Re: [PATCH v4 1/6] mpt3sas: Introduce mpt3sas_base_pci_device_is_available

From: Lukas Wunner
Date: Thu Sep 27 2018 - 03:03:33 EST


On Wed, Sep 26, 2018 at 04:32:41PM -0500, Bjorn Helgaas wrote:
> On Wed, Sep 26, 2018 at 09:52:34AM +0530, Suganath Prabu S wrote:
> > @@ -6853,6 +6872,13 @@ mpt3sas_wait_for_commands_to_complete(struct MPT3SAS_ADAPTER *ioc)
> >
> > ioc->pending_io_count = 0;
> >
> > + if (!mpt3sas_base_pci_device_is_available(ioc)) {
> > + pr_err(MPT3SAS_FMT
> > + "%s: pci error recovery reset or pci device unplug occurred\n",
> > + ioc->name, __func__);
> > + return;
> > + }
> > +
> > ioc_state = mpt3sas_base_get_iocstate(ioc, 0);
>
> This is a good example of why I don't like pci_device_is_present(): it
> is fundamentally racy and gives a false sense of security.
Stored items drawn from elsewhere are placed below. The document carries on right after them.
//! Vocabulary extraction from standard input
//!
//! Reads the whole of stdin, runs the extraction pipeline and prints a JSON
//! array of entries on stdout. Diagnostics go to stderr.
//!
//! Exit codes: 0 success, 1 other failure, 2 engine unavailable,
//! 3 dictionary unavailable, 4 invalid configuration.
//!
//! A successful run leaves stderr empty: the default log filter only lets
//! warnings through and nothing on the success path logs above info.

use std::io::{IsTerminal, Read};
use std::path::PathBuf;
use std::process::ExitCode;

use clap::{Parser, ValueEnum};
use tracing_subscriber::EnvFilter;

use rapid_vocab::errors::{Result, VocabError};
use rapid_vocab::output::{self, EMPTY_ARRAY};
use rapid_vocab::pipeline::{ExtractionSpec, Preset, StageTimingObserver};
use rapid_vocab::types::{Document, ExtractionConfig};
use rapid_vocab::{
    AnnotatedEngine, LexicalDictionary, LinguisticEngine, MemoryDictionary, NoDictionary, Pipeline,
    ProcessEngine, WordNetDictionary,
};

/// What to do when the engine or dictionary cannot be loaded
#[derive(Clone, Copy, Debug, PartialEq, Eq, ValueEnum)]
enum FailurePolicy {
    /// Report on stderr and exit non-zero
    Fatal,
    /// Print an empty array and exit 0
    Empty,
}

#[derive(Parser, Debug)]
#[command(
    name = "rapid-vocab",
    version,
    about = "Extracts learnable vocabulary from text on stdin"
)]
struct Args {
    /// Starting policy: context or definitions.
    #[arg(long, value_parser = parse_preset, conflicts_with = "config")]
    preset: Option<Preset>,

    /// JSON config file (preset plus overrides).
    #[arg(long, value_name = "FILE")]
    config: Option<PathBuf>,

    /// Stdin is an already annotated document instead of raw text.
    #[arg(long, conflicts_with = "engine")]
    annotated: bool,

    /// Tagger command that turns stdin text into an annotated document.
    /// Takes every remaining argument, so pass it last.
    #[arg(
        long,
        value_name = "CMD",
        num_args = 1..,
        allow_hyphen_values = true
    )]
    engine: Vec<String>,

    /// WordNet database directory (the one holding index.noun).
    #[arg(long, value_name = "DIR", conflicts_with = "dictionary")]
    wordnet: Option<PathBuf>,

    /// JSON dictionary file: {"lemma": {"noun": ["sense", ...]}}.
    #[arg(long, value_name = "FILE")]
    dictionary: Option<PathBuf>,

    /// Engine or dictionary failure handling.
    #[arg(long, value_enum, default_value = "fatal")]
    on_engine_failure: FailurePolicy,

    /// Single-line output instead of two-space indentation.
    #[arg(long)]
    compact: bool,
}

fn parse_preset(name: &str) -> std::result::Result<Preset, String> {
    Preset::parse(name).ok_or_else(|| format!("unknown preset {name:?} (context, definitions)"))
}

enum CliEngine {
    Annotated(AnnotatedEngine),
    Process(ProcessEngine),
}

impl LinguisticEngine for CliEngine {
    fn analyze(&self, text: &str) -> Result<Document> {
        match self {
            CliEngine::Annotated(engine) => engine.analyze(text),
            CliEngine::Process(engine) => engine.analyze(text),
        }
    }
}

fn load_config(args: &Args) -> Result<ExtractionConfig> {
    if let Some(path) = &args.config {
        return ExtractionSpec::from_path(path)?.resolve();
    }
    Ok(args.preset.unwrap_or(Preset::Context).config())
}

fn load_engine(args: &Args) -> Result<CliEngine> {
    if args.annotated {
        return Ok(CliEngine::Annotated(AnnotatedEngine::new()));
    }
    if args.engine.is_empty() {
        return Err(VocabError::EngineUnavailable(
            "no linguistic engine: pass --annotated or --engine <CMD>".into(),
        ));
    }
    let engine = ProcessEngine::from_command(&args.engine)?;
    engine.probe()?;
    tracing::info!(program = engine.program(), "linguistic engine ready");
    Ok(CliEngine::Process(engine))
}

fn load_dictionary(args: &Args) -> Result<Box<dyn LexicalDictionary + Sync>> {
    if let Some(dir) = &args.wordnet {
        return Ok(Box::new(WordNetDictionary::open(dir)?));
    }
    if let Some(path) = &args.dictionary {
        let dict = MemoryDictionary::from_path(path)?;
        tracing::info!(path = %path.display(), entries = dict.len(), "loaded dictionary");
        return Ok(Box::new(dict));
    }
    Ok(Box::new(NoDictionary))
}

/// Used when `RUST_LOG` is unset
const DEFAULT_LOG_FILTER: &str = "warn";

fn run(args: &Args, input: &[u8]) -> Result<String> {
    let config = load_config(args)?;
    let engine = load_engine(args)?;
    let dictionary = load_dictionary(args)?;
    let pipeline = Pipeline::new(engine, dictionary, config)?;

    // invalid UTF-8 is noise to be filtered, not a reason to fail
    let text = String::from_utf8_lossy(input);

    let mut observer = StageTimingObserver::new();
    let extraction = pipeline.extract_with_observer(&text, &mut observer)?;
    tracing::info!(
        entries = extraction.stats.entries,
        sentences = extraction.stats.sentences,
        elapsed_ms = observer.total().as_millis() as u64,
        "extraction complete"
    );

    output::to_json(&extraction.entries, !args.compact)
}

/// What the process prints and returns
#[derive(Debug, PartialEq, Eq)]
struct Outcome {
    stdout: Option<String>,
    stderr: Option<String>,
    code: u8,
}

/// Apply the failure policy to a run result
fn finish(result: Result<String>, policy: FailurePolicy) -> Outcome {
    match result {
        Ok(json) => Outcome {
            stdout: Some(json),
            stderr: None,
            code: 0,
        },
        Err(err) if err.is_unavailable() && policy == FailurePolicy::Empty => {
            tracing::info!(error = %err, "degrading to empty output");
            Outcome {
                stdout: Some(EMPTY_ARRAY.to_string()),
                stderr: None,
                code: 0,
            }
        }
        Err(err) => Outcome {
            stdout: None,
            stderr: Some(format!("rapid-vocab: {err}")),
            code: err.exit_code() as u8,
        },
    }
}

fn main() -> ExitCode {
    tracing_subscriber::fmt()
        .with_env_filter(
            EnvFilter::try_from_default_env().unwrap_or_else(|_| DEFAULT_LOG_FILTER.into()),
        )
        .with_writer(std::io::stderr)
        .with_ansi(std::io::stderr().is_terminal())
        .init();

    let args = Args::parse();

    let mut input = Vec::new();
    let result = match std::io::stdin().read_to_end(&mut input) {
        Ok(_) => run(&args, &input),
        Err(e) => Err(e.into()),
    };

    let outcome = finish(result, args.on_engine_failure);
    if let Some(stdout) = &outcome.stdout {
        println!("{stdout}");
    }
    if let Some(stderr) = &outcome.stderr {
        eprintln!("{stderr}");
    }
    ExitCode::from(outcome.code)
}

#[cfg(test)]
mod tests {
    use super::*;
    use rapid_vocab::types::EnrichmentMode;

    #[test]
    fn test_defaults() {
        let args = Args::try_parse_from(["rapid-vocab", "--annotated"]).unwrap();
        assert_eq!(args.on_engine_failure, FailurePolicy::Fatal);
        assert!(!args.compact);
        assert_eq!(load_config(&args).unwrap(), ExtractionConfig::context_sentences());
    }

    #[test]
    fn test_engine_takes_remaining_args() {
        let args = Args::try_parse_from([
            "rapid-vocab",
            "--preset",
            "definitions",
            "--engine",
            "python3",
            "tag.py",
            "--model",
            "en_core_web_sm",
        ])
        .unwrap();
        assert_eq!(args.engine, ["python3", "tag.py", "--model", "en_core_web_sm"]);
        assert_eq!(load_config(&args).unwrap().enrichment, EnrichmentMode::Definition);
    }

    #[test]
    fn test_unknown_preset_rejected() {
        assert!(Args::try_parse_from(["rapid-vocab", "--preset", "haiku"]).is_err());
    }

    #[test]
    fn test_missing_engine_is_unavailable() {
        let args = Args::try_parse_from(["rapid-vocab"]).unwrap();
        let err = load_engine(&args).err().unwrap();
        assert_eq!(err.exit_code(), 2);
    }

    #[test]
    fn test_definitions_without_dictionary_fails() {
        let args =
            Args::try_parse_from(["rapid-vocab", "--annotated", "--preset", "definitions"]).unwrap();
        let err = Pipeline::new(
            load_engine(&args).unwrap(),
            load_dictionary(&args).unwrap(),
            load_config(&args).unwrap(),
        )
        .err()
        .unwrap();
        assert_eq!(err.exit_code(), 3);
    }

    #[test]
    fn test_config_file() {
        let dir = tempfile::tempdir().unwrap();
        let path = dir.path().join("vocab.json");
        std::fs::write(&path, r#"{ "v": 2, "preset": "nope" }"#).unwrap();
        let args =
            Args::try_parse_from(["rapid-vocab", "--annotated", "--config", path.to_str().unwrap()])
                .unwrap();
        assert_eq!(load_config(&args).unwrap_err().exit_code(), 4);
    }

    #[test]
    fn test_finish_success() {
        let outcome = finish(Ok("[]".to_string()), FailurePolicy::Fatal);
        assert_eq!(outcome.stdout.as_deref(), Some("[]"));
        assert_eq!(outcome.stderr, None);
        assert_eq!(outcome.code, 0);
    }

    #[test]
    fn test_finish_fatal_policy() {
        let cases = [
            (VocabError::EngineUnavailable("no model".into()), 2),
            (VocabError::DictionaryUnavailable("no wordnet".into()), 3),
            (VocabError::MalformedDocument("bad offsets".into()), 1),
        ];
        for (err, code) in cases {
            let outcome = finish(Err(err), FailurePolicy::Fatal);
            assert_eq!(outcome.stdout, None);
            assert_eq!(outcome.code, code);
            assert!(outcome.stderr.unwrap().starts_with("rapid-vocab: "));
        }
    }

    #[test]
    fn test_finish_empty_policy() {
        for err in [
            VocabError::EngineUnavailable("no model".into()),
            VocabError::DictionaryUnavailable("no wordnet".into()),
        ] {
            let outcome = finish(Err(err), FailurePolicy::Empty);
            assert_eq!(
                outcome,
                Outcome {
                    stdout: Some(EMPTY_ARRAY.to_string()),
                    stderr: None,
                    code: 0,
                }
            );
        }

        // only startup resources degrade; other failures stay fatal
        let outcome = finish(
            Err(VocabError::MalformedDocument("bad offsets".into())),
            FailurePolicy::Empty,
        );
        assert_eq!(outcome.stdout, None);
        assert_eq!(outcome.code, 1);
    }

    #[test]
    fn test_empty_policy_on_missing_engine() {
        let args =
            Args::try_parse_from(["rapid-vocab", "--on-engine-failure", "empty"]).unwrap();
        let outcome = finish(run(&args, b"Dogs run."), args.on_engine_failure);
        assert_eq!(outcome.stdout.as_deref(), Some("[]"));
        assert_eq!(outcome.code, 0);

        let args = Args::try_parse_from(["rapid-vocab"]).unwrap();
        let outcome = finish(run(&args, b"Dogs run."), args.on_engine_failure);
        assert_eq!(outcome.stdout, None);
        assert_eq!(outcome.code, 2);
    }

    #[derive(Clone, Default)]
    struct Captured(std::sync::Arc<std::sync::Mutex<Vec<u8>>>);

    impl std::io::Write for Captured {
        fn write(&mut self, buf: &[u8]) -> std::io::Result<usize> {
            self.0.lock().unwrap().extend_from_slice(buf);
            Ok(buf.len())
        }

        fn flush(&mut self) -> std::io::Result<()> {
            Ok(())
        }
    }

    impl Captured {
        fn text(&self) -> String {
            String::from_utf8(self.0.lock().unwrap().clone()).unwrap()
        }
    }

    /// Run the CLI path under a subscriber with `filter`, returning its log output
    fn logged_run(args: &Args, input: &[u8], filter: &str) -> (Result<String>, String) {
        let captured = Captured::default();
        let writer = captured.clone();
        let subscriber = tracing_subscriber::fmt()
            .with_env_filter(EnvFilter::new(filter))
            .with_writer(move || writer.clone())
            .with_ansi(false)
            .finish();
        let result = tracing::subscriber::with_default(subscriber, || run(args, input));
        (result, captured.text())
    }

    #[cfg(unix)]
    #[test]
    fn test_engine_stderr_chatter_stays_off_default_log() {
        let script = r#"echo "UserWarning: [W095] model version mismatch" >&2; cat >/dev/null; echo '{"text": "Dogs run.", "tokens": [{"start": 0, "end": 4, "pos": "NOUN", "tag": "NNS", "dep": "nsubj", "lemma": "dog"}, {"start": 5, "end": 8, "pos": "VERB", "tag": "VBP", "dep": "ROOT", "lemma": "run"}]}'"#;
        let args = Args::try_parse_from(["rapid-vocab", "--engine", "sh", "-c", script]).unwrap();

        let (result, log) = logged_run(&args, b"Dogs run.", DEFAULT_LOG_FILTER);
        let json = result.unwrap();
        assert!(json.contains("\"dog\""));
        assert!(json.contains("\"run\""));
        assert_eq!(log, "");

        let (_, log) = logged_run(&args, b"Dogs run.", "debug");
        assert!(log.contains("engine wrote to stderr"));
        assert!(log.contains("W095"));
    }

    #[test]
    fn test_config_warnings_stay_off_default_log() {
        let dir = tempfile::tempdir().unwrap();
        let path = dir.path().join("vocab.json");
        std::fs::write(&path, r#"{ "v": 1, "bogus": true }"#).unwrap();
        let args =
            Args::try_parse_from(["rapid-vocab", "--annotated", "--config", path.to_str().unwrap()])
                .unwrap();

        let (result, log) = logged_run(&args, b"   ", DEFAULT_LOG_FILTER);
        assert_eq!(result.unwrap(), "[]");
        assert_eq!(log, "");
    }
}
Here we
> *think* we're making the code safer, but in fact we could have this
> sequence:
>
> mpt3sas_base_pci_device_is_available() # returns true
> # device is removed
> ioc_state = mpt3sas_base_get_iocstate()
>
> In this case the readl() inside mpt3sas_base_get_iocstate() will
> probably return 0xffffffff data, and we assume that's valid and
> continue on our merry way, pretending that "ioc_state" makes sense
> when it really doesn't.

The function does the following:

ioc_state = mpt3sas_base_get_iocstate(ioc, 0);
if ((ioc_state & MPI2_IOC_STATE_MASK) != MPI2_IOC_STATE_OPERATIONAL)
return;

where MPI2_IOC_STATE_MASK is 0xF0000000 and MPI2_IOC_STATE_OPERATIONAL
is 0x20000000. If the device is removed after the call to
mpt3sas_base_pci_device_is_available(), the result of the bitwise "and"
operation would be 0xF0000000, which is unequal to 0x20000000.
Hence this looks safe.

I agree that pci_device_is_present() (and the pci_dev_is_disconnected()
it calls) must be used judiciously, but here it seems to have been done
correctly.

One thing to be aware of is that a return value of "true" from
pci_dev_is_disconnected() is definitive and can be trusted.
On the other hand a return value of "false" is more like a fuzzy
"likely not disconnected, but can't give any guarantees".
So the boolean return value is kind of the problem here.
Boolean logic doesn't really fit these "definitive if true,
not definitive if false" semantics.

However being able to get the definitive answer in the disconnected
case is valuable: pciehp is the only entity that can determine
surprise removal authoritatively and unambiguously (albeit with
a latency). All the other tools that we have at our disposal don't
have that quality: E.g. checking the Vendor ID is ambiguous because
it returns a valid value if a device was quickly replaced with another
one. Also, all ones may be returned in the case of an Uncorrectable
Error, but the device may revert to valid responses if the error can
be recovered. (Please correct me if I'm wrong.)

Thanks,

Lukas